The macrolide antibiotic megalomicin (MGM) has been shown to inhibit vesicular transport between the medial- and trans-Golgi, resulting in the undersialylation of cellular proteins (P. Bonay, S. Munro, M. Fresno, and B. Alarcón, J. Biol. Chem. 271:3719-3726, 1996). Due to the effects of MGM on the Golgi and on the replication of enveloped viruses, we decided to test whether it has any antiparasitic activity. The results showed that MGM has potent activity against the epimastigote stage of Trypanosoma cruzi, producing a 50% inhibitory concentration (IC50) of 0.2 microg/ml. Furthermore, MGM was also active against the intracellular replicative, amastigote form of T. cruzi, completely preventing its replication in infected murine LLC/MK2 macrophages at a dose of 5 microg/ml. Although less potent, MGM was also active against Trypanosoma brucei epimastigotes (IC50, 2 microg/ml) and Leishmania donovani and Leishmania major promastigotes (IC50, 3 and 8 microg/ml, respectively).
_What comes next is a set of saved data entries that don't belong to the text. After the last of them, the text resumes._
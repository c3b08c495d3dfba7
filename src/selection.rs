use std::collections::HashSet;

use image::GrayImage;

use crate::raster::CoverageMask;
use crate::tool::SelectionModifier;

// ============================================================================
// VALIDITY MASK
// ============================================================================

/// Per-layer validity buffer marking which raster pixels correspond to real
/// data (as opposed to padding or background). A covered pixel only enters
/// the selection when its validity value is non-zero.
#[derive(Clone, Debug)]
pub struct ValidityMask {
    image: GrayImage,
}

impl ValidityMask {
    /// Every pixel is valid data.
    pub fn full(width: u32, height: u32) -> Self {
        Self {
            image: GrayImage::from_pixel(width, height, image::Luma([255])),
        }
    }

    pub fn from_image(image: GrayImage) -> Self {
        Self { image }
    }

    /// Build from a row-major byte buffer. Returns `None` when the buffer
    /// length does not match the dimensions.
    pub fn from_raw(width: u32, height: u32, data: Vec<u8>) -> Option<Self> {
        GrayImage::from_raw(width, height, data).map(|image| Self { image })
    }

    pub fn width(&self) -> u32 {
        self.image.width()
    }

    pub fn height(&self) -> u32 {
        self.image.height()
    }

    pub fn as_raw(&self) -> &[u8] {
        self.image.as_raw()
    }

    /// All indices marking real data, row-major.
    pub fn valid_indices(&self) -> Vec<u32> {
        self.as_raw()
            .iter()
            .enumerate()
            .filter(|(_, valid)| **valid != 0)
            .map(|(index, _)| index as u32)
            .collect()
    }
}

// ============================================================================
// COMBINER
// ============================================================================

/// Linear pixel indices (`y * width + x`) covered by the current gesture,
/// gated by validity. Row-major scan, so the output is duplicate-free and
/// deterministic.
pub fn covered_indices(mask: &CoverageMask, validity: &ValidityMask) -> Vec<u32> {
    debug_assert_eq!(mask.width(), validity.width());
    debug_assert_eq!(mask.height(), validity.height());

    mask.as_raw()
        .iter()
        .zip(validity.as_raw())
        .enumerate()
        .filter(|(_, (covered, valid))| **covered != 0 && **valid != 0)
        .map(|(index, _)| index as u32)
        .collect()
}

/// Pure set algebra between the existing selection and the covered pixels.
pub fn combine(
    existing: &HashSet<u32>,
    covered: &[u32],
    modifier: SelectionModifier,
) -> HashSet<u32> {
    match modifier {
        SelectionModifier::Replace => covered.iter().copied().collect(),
        SelectionModifier::Add => {
            let mut merged = existing.clone();
            merged.extend(covered.iter().copied());
            merged
        }
        SelectionModifier::Subtract => {
            let mut merged = existing.clone();
            for index in covered {
                merged.remove(index);
            }
            merged
        }
    }
}

// ============================================================================
// SELECTION INDEX SET
// ============================================================================

/// The dataset-owned set of selected pixel indices.
///
/// The set is only ever replaced wholesale via [`publish`], so a reader
/// never observes a partially updated selection. Every publish bumps the
/// generation counter, including a `Replace` that publishes an empty set;
/// "select none" is a real notification, distinguishable from "no change".
///
/// [`publish`]: LayerSelection::publish
#[derive(Clone, Debug, Default)]
pub struct LayerSelection {
    indices: HashSet<u32>,
    generation: u64,
}

impl LayerSelection {
    pub fn new() -> Self {
        Self::default()
    }

    pub fn indices(&self) -> &HashSet<u32> {
        &self.indices
    }

    pub fn contains(&self, index: u32) -> bool {
        self.indices.contains(&index)
    }

    pub fn len(&self) -> usize {
        self.indices.len()
    }

    pub fn is_empty(&self) -> bool {
        self.indices.is_empty()
    }

    /// Monotonic change counter; collaborators watch this to learn that a
    /// new selection was published.
    pub fn generation(&self) -> u64 {
        self.generation
    }

    /// Atomically replace the selection and notify watchers.
    pub fn publish(&mut self, indices: HashSet<u32>) {
        self.indices = indices;
        self.generation += 1;
    }

    /// Pixel-space bounding rectangle of the selection, for overlay bounds
    /// and zoom-to-selection. `image_width` decodes the linear indices.
    pub fn bounds(&self, image_width: u32) -> Option<SelectionBounds> {
        if image_width == 0 || self.indices.is_empty() {
            return None;
        }

        let mut min = (u32::MAX, u32::MAX);
        let mut max = (0, 0);

        for index in &self.indices {
            let (x, y) = (index % image_width, index / image_width);

            min = (min.0.min(x), min.1.min(y));
            max = (max.0.max(x), max.1.max(y));
        }

        Some(SelectionBounds {
            x: min.0,
            y: min.1,
            width: max.0 - min.0 + 1,
            height: max.1 - min.1 + 1,
        })
    }
}

/// Axis-aligned bounding rectangle of a selection, in image pixels.
#[derive(Clone, Copy, Debug, PartialEq, Eq)]
pub struct SelectionBounds {
    pub x: u32,
    pub y: u32,
    pub width: u32,
    pub height: u32,
}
MGM also blocked intracellular replication of the asexual stage of Plasmodium falciparum-infected erythrocytes at 1 microg/ml. Finally, MGM was active in an in vivo model, resulting in the complete protection of BALB/c mice from death caused by acute T. brucei infection and significantly reducing the parasitemia. These results suggest that MGM is a potential drug for the treatment of veterinary and human parasitic diseases.